Information
- Established: 1802
- Closed: 2022
- Age: 3 months to 16 years

= Heathland School =

School in Lancashire, England

Heathland School was an independent school situated in Accrington, Lancashire in England. The school accepted children from the age of three months in the nursery area, up to the age of sixteen.

== Departments ==
The school was split into four "departments".
- Baby Unit - Children from the age of three months to two years
- Nursery - Children from the age of two years to four years
- Junior School - Children from the age of four years to eleven years. Key Stages One and Two were studied.
- Senior School - Children from the age of eleven years to sixteen years.
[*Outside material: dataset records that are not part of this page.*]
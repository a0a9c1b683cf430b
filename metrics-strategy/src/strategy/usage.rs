use super::{Field, Strategy};
use crate::common::{name_or_default, required_labels, required_str, Error, MetricOpts, Validate};
use crate::instrument::{new_counter, new_gauge, CounterVec, GaugeVec};

/// Options for the utilization gauge of a [`Use`] strategy.
#[derive(Clone, Debug, Default, Eq, PartialEq)]
pub struct UseUtilizationOpts {
    /// Name of the utilization gauge. Required.
    pub name: String,
    /// Help text of the utilization gauge. Required.
    pub help: String,
    /// Labels of the utilization gauge. Required.
    pub labels: Vec<String>,
}

/// Options for the saturation gauge of a [`Use`] strategy.
#[derive(Clone, Debug, Default, Eq, PartialEq)]
pub struct UseSaturationOpts {
    /// Name of the saturation gauge. Required.
    pub name: String,
    /// Help text of the saturation gauge. Required.
    pub help: String,
    /// Labels of the saturation gauge. Required.
    pub labels: Vec<String>,
}

/// Options for the errors counter of a [`Use`] strategy.
#[derive(Clone, Debug, Default, Eq, PartialEq)]
pub struct UseErrorsOpts {
    /// Name of the errors counter. Defaults to `errors_total`.
    pub name: Option<String>,
    /// Labels of the errors counter. Required.
    pub labels: Vec<String>,
}

/// Options to create a [`Use`] strategy.
#[derive(Clone, Debug, Default, Eq, PartialEq)]
pub struct UseOpts {
    /// Namespace of every metric in the strategy. Required.
    pub namespace: String,
    /// Utilization gauge options.
    pub utilization: UseUtilizationOpts,
    /// Saturation gauge options.
    pub saturation: UseSaturationOpts,
    /// Errors counter options.
    pub errors: UseErrorsOpts,
}

impl Validate for UseOpts {
    fn validate(&self) -> Result<(), Error> {
        required_str(&self.namespace, "namespace")?;
        required_str(&self.utilization.name, "utilization.name")?;
        required_str(&self.utilization.help, "utilization.help")?;
        required_labels(&self.utilization.labels, "utilization.labels")?;
        required_str(&self.saturation.name, "saturation.name")?;
        required_str(&self.saturation.help, "saturation.help")?;
        required_labels(&self.saturation.labels, "saturation.labels")?;
        required_labels(&self.errors.labels, "errors.labels")
    }
}

/// Utilization, saturation and errors of a resource that can be used or idle: queues, CPUs,
/// memory, disks.
///
/// See <https://www.brendangregg.com/usemethod.html>.
#[derive(Clone, Debug)]
pub struct Use {
    utilization: GaugeVec,
    saturation: GaugeVec,
    errors: CounterVec,
    opts: UseOpts,
}

impl Use {
    /// Creates a [`Use`] strategy.
    ///
    /// ## Errors
    ///
    /// Returns [`Error::ConfigInvalid`] if a required option is missing, before anything is
    /// built.
    pub fn new(opts: UseOpts) -> Result<Use, Error> {
        opts.validate()?;

        let utilization = new_gauge(&MetricOpts::new(
            opts.namespace.as_str(),
            utilization_name(&opts),
            opts.utilization.help.as_str(),
            opts.utilization.labels.iter().cloned(),
        ))?;

        let saturation = new_gauge(&MetricOpts::new(
            opts.namespace.as_str(),
            saturation_name(&opts),
            opts.saturation.help.as_str(),
            opts.saturation.labels.iter().cloned(),
        ))?;

        let errors = new_counter(&MetricOpts::new(
            opts.namespace.as_str(),
            errors_name(&opts),
            "Number of errors",
            opts.errors.labels.iter().cloned(),
        ))?;

        Ok(Use { utilization, saturation, errors, opts })
    }

    /// Gets the utilization gauge: how busy the resource was, as a fraction of time.
    pub fn utilization(&self) -> &GaugeVec {
        &self.utilization
    }

    /// Gets the saturation gauge: how much extra work is queued or refused.
    pub fn saturation(&self) -> &GaugeVec {
        &self.saturation
    }

    /// Gets the errors counter.
    pub fn errors(&self) -> &CounterVec {
        &self.errors
    }

    /// Gets the name of the utilization gauge.
    pub fn utilization_metric_name(&self) -> String {
        utilization_name(&self.opts)
    }

    /// Gets the name of the saturation gauge.
    pub fn saturation_metric_name(&self) -> String {
        saturation_name(&self.opts)
    }

    /// Gets the name of the errors counter.
    pub fn error_metric_name(&self) -> String {
        errors_name(&self.opts)
    }
}

impl Strategy for Use {
    fn fields(&self) -> Vec<Field<'_>> {
        vec![
            Field::new("utilization", &self.utilization),
            Field::new("saturation", &self.saturation),
            Field::new("errors", &self.errors),
        ]
    }
}

// Utilization and saturation have no default: validation guarantees they are set.
fn utilization_name(opts: &UseOpts) -> String {
    opts.utilization.name.clone()
}

fn saturation_name(opts: &UseOpts) -> String {
    opts.saturation.name.clone()
}

fn errors_name(opts: &UseOpts) -> String {
    name_or_default(opts.errors.name.as_deref(), || "errors_total".to_string())
}
use super::{Distribution, Field, Strategy};
use crate::common::{name_or_default, required_labels, required_str, Error, MetricOpts, Validate};
use crate::instrument::{new_counter, CounterVec};
use crate::storage::Objective;

/// Options for the requests counter of a [`Red`] strategy.
#[derive(Clone, Debug, Default, PartialEq)]
pub struct RedRequestsOpts {
    /// Name of the requests counter. Defaults to `<request_type>_requests_total`.
    pub name: Option<String>,
    /// Type of the requests being served, e.g. `http` or `grpc`. Required.
    pub request_type: String,
    /// Labels of the requests counter. Required.
    pub labels: Vec<String>,
}

/// Options for the errors counter of a [`Red`] strategy.
#[derive(Clone, Debug, Default, PartialEq)]
pub struct RedErrorsOpts {
    /// Name of the errors counter. Defaults to `errors_total`.
    pub name: Option<String>,
    /// Labels of the errors counter. Required.
    pub labels: Vec<String>,
}

/// Options for the duration distribution of a [`Red`] strategy.
#[derive(Clone, Debug, Default, PartialEq)]
pub struct RedDurationOpts {
    /// Base name of the duration distribution. Defaults to
    /// `<request_type>_request_duration_seconds`.
    pub name: Option<String>,
    /// Labels of the duration distribution. Required.
    pub labels: Vec<String>,
    /// Histogram bucket bounds. Defaults to [`DEFAULT_BUCKETS`](crate::DEFAULT_BUCKETS).
    pub buckets: Option<Vec<f64>>,
    /// Summary objectives. Defaults to [`DEFAULT_QUANTILES`](crate::DEFAULT_QUANTILES).
    pub objectives: Option<Vec<Objective>>,
}

/// Options to create a [`Red`] strategy.
#[derive(Clone, Debug, Default, PartialEq)]
pub struct RedOpts {
    /// Namespace of every metric in the strategy. Required.
    pub namespace: String,
    /// Requests counter options.
    pub requests: RedRequestsOpts,
    /// Errors counter options.
    pub errors: RedErrorsOpts,
    /// Duration distribution options.
    pub duration: RedDurationOpts,
}

impl Validate for RedOpts {
    fn validate(&self) -> Result<(), Error> {
        required_str(&self.namespace, "namespace")?;
        required_str(&self.requests.request_type, "requests.request_type")?;
        required_labels(&self.requests.labels, "requests.labels")?;
        required_labels(&self.errors.labels, "errors.labels")?;
        required_labels(&self.duration.labels, "duration.labels")
    }
}

/// Rate, errors and duration of a request-handling service, such as an HTTP API or a database
/// server.
///
/// See <https://www.weave.works/blog/the-red-method-key-metrics-for-microservices-architecture/>.
#[derive(Clone, Debug)]
pub struct Red {
    requests: CounterVec,
    errors: CounterVec,
    duration: Distribution,
    opts: RedOpts,
}

impl Red {
    /// Creates a [`Red`] strategy.
    ///
    /// ## Errors
    ///
    /// Returns [`Error::ConfigInvalid`] if a required option is missing, before anything is
    /// built, and [`Error::ConstructionFailed`] if the duration buckets or objectives are
    /// rejected.
    pub fn new(opts: RedOpts) -> Result<Red, Error> {
        opts.validate()?;

        let requests = new_counter(&MetricOpts::new(
            opts.namespace.as_str(),
            requests_name(&opts),
            "Number of requests",
            opts.requests.labels.iter().cloned(),
        ))?;

        let errors = new_counter(&MetricOpts::new(
            opts.namespace.as_str(),
            errors_name(&opts),
            "Number of errors, RED",
            opts.errors.labels.iter().cloned(),
        ))?;

        let duration = Distribution::new(
            &MetricOpts::new(
                opts.namespace.as_str(),
                duration_name(&opts),
                "Duration of request in seconds",
                opts.duration.labels.iter().cloned(),
            ),
            opts.duration.buckets.as_deref(),
            opts.duration.objectives.as_deref(),
        )?;

        Ok(Red { requests, errors, duration, opts })
    }

    /// Gets the requests counter.
    pub fn requests(&self) -> &CounterVec {
        &self.requests
    }

    /// Gets the errors counter.
    pub fn errors(&self) -> &CounterVec {
        &self.errors
    }

    /// Gets the duration distribution.
    pub fn duration(&self) -> &Distribution {
        &self.duration
    }

    /// Gets the name of the requests counter.
    pub fn request_metric_name(&self) -> String {
        requests_name(&self.opts)
    }

    /// Gets the name of the errors counter.
    pub fn error_metric_name(&self) -> String {
        errors_name(&self.opts)
    }

    /// Gets the base name of the duration distribution.
    pub fn duration_metric_name(&self) -> String {
        duration_name(&self.opts)
    }
}

impl Strategy for Red {
    fn fields(&self) -> Vec<Field<'_>> {
        vec![
            Field::new("requests", &self.requests),
            Field::new("errors", &self.errors),
            Field::new("duration", &self.duration),
        ]
    }
}

fn requests_name(opts: &RedOpts) -> String {
    name_or_default(opts.requests.name.as_deref(), || {
        format!("{}_requests_total", opts.requests.request_type)
    })
}

fn errors_name(opts: &RedOpts) -> String {
    name_or_default(opts.errors.name.as_deref(), || "errors_total".to_string())
}

fn duration_name(opts: &RedOpts) -> String {
    name_or_default(opts.duration.name.as_deref(), || {
        format!("{}_request_duration_seconds", opts.requests.request_type)
    })
}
Key Stage Three and GCSEs were studied.

== History ==
The school was built in 1802 as an all-girls school. In 1889 the old school building was demolished. A new home was built in 1900 by Sir George Watson MacAlpine. The surrounding gardens were designed by T. H. Mawson. This was later used as a rest home for the elderly.

The school closed in 2022 after suffering financial losses as a result of the COVID-19 pandemic. Students were invited to move to Moorland School in Clitheroe, along with some of the teachers.

== Curriculum ==
Both the junior and senior school studied Mathematics, English, Science, History, Geography, French, Music, IT, PE and Art and Design. Most of these subjects could also be taken at GCSE.